Use can use group.id as below for streaming

String processingGroup = "processingGroupA";

Dataset<Row> raw_df = sparkSession
                      .readStream()
                      .format("kafka")
                      .option("kafka.bootstrap.servers", consumerAppProperties.getProperty(BOOTSTRAP_SERVERS_CONFIG))
                      .option("subscribe", topicName) 
                      .option("startingOffsets", "latest")
                      .option("group.id",  processingGroup)
                      .load();
0
votes

Unless you are using Spark 3.x or higher, you will not be able to set the group.id in your Kafka input stream. Using Spark 3.x you could, as you have mentioned, have two different Structured Streaming jobs providing two different group.id to ensure that each job reads all message of the topic independent of the other job.

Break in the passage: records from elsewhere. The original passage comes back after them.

use axum::{
    extract::{rejection::JsonRejection, Path, State},
    response::{IntoResponse, Json, Response},
};
use serde_json::Value;

use crate::engine::{AuthResponse, FindByIdArgs, LoginArgs, LogoutArgs};
use crate::error::ApiError;
use crate::middleware::require_user::NOT_ALLOWED;
use crate::state::AppState;
use crate::types::{ParsedQuery, RequestContext};

use super::utils::{strip_sessions, take_depth};

/// Engine body plus whatever headers it set (session cookies)
fn relay(result: AuthResponse) -> Response {
    (result.headers, Json(result.body)).into_response()
}

/// POST /:collection/login
pub async fn login(
    State(state): State<AppState>,
    Path(collection): Path<String>,
    ctx: RequestContext,
    payload: Result<Json<Value>, JsonRejection>,
) -> Result<Response, ApiError> {
    let Json(data) = payload?;

    let result = state
        .engine
        .login(LoginArgs {
            collection,
            data,
            req: ctx,
        })
        .await?;

    Ok(relay(result))
}

/// POST /:collection/logout
pub async fn logout(
    State(state): State<AppState>,
    Path(collection): Path<String>,
    ctx: RequestContext,
) -> Result<Response, ApiError> {
    let result = state
        .engine
        .logout(LogoutArgs { collection, req: ctx })
        .await?;

    Ok(relay(result))
}

/// GET /:collection/me - the caller's own record, without sessions
pub async fn me(
    State(state): State<AppState>,
    Path(collection): Path<String>,
    ParsedQuery(mut query): ParsedQuery,
    ctx: RequestContext,
) -> Result<Json<Value>, ApiError> {
    let id = ctx
        .user
        .as_ref()
        .and_then(|user| user.id())
        .ok_or_else(|| ApiError::unauthorized(NOT_ALLOWED))?;
    let depth = take_depth(&mut query, 2);

    let doc = state
        .engine
        .find_by_id(FindByIdArgs {
            collection: collection.clone(),
            id: id.clone(),
            depth,
            override_access: false,
            req: ctx,
        })
        .await?
        .ok_or_else(|| ApiError::record_not_found(&collection, &id))?;

    Ok(Json(strip_sessions(doc)))
}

For Spark versions <= 2.4.x, Spark itself will create a unique Consumer Group for you as you can look up in the code on GitHub:

// Each running query should use its own group id. Otherwise, the query may be only 
// assigned partial data since Kafka will assign partitions to multiple consumers having
// the same group id. Hence, we should generate a unique id for each query.
val uniqueGroupId = s"spark-kafka-source-${UUID.randomUUID}-${metadataPath.hashCode}"

So, also in that case, having two different Streaming Jobs will ensure that you have two different ConsumerGroup which allows both jobs to read all messages from the topic independent of the other job.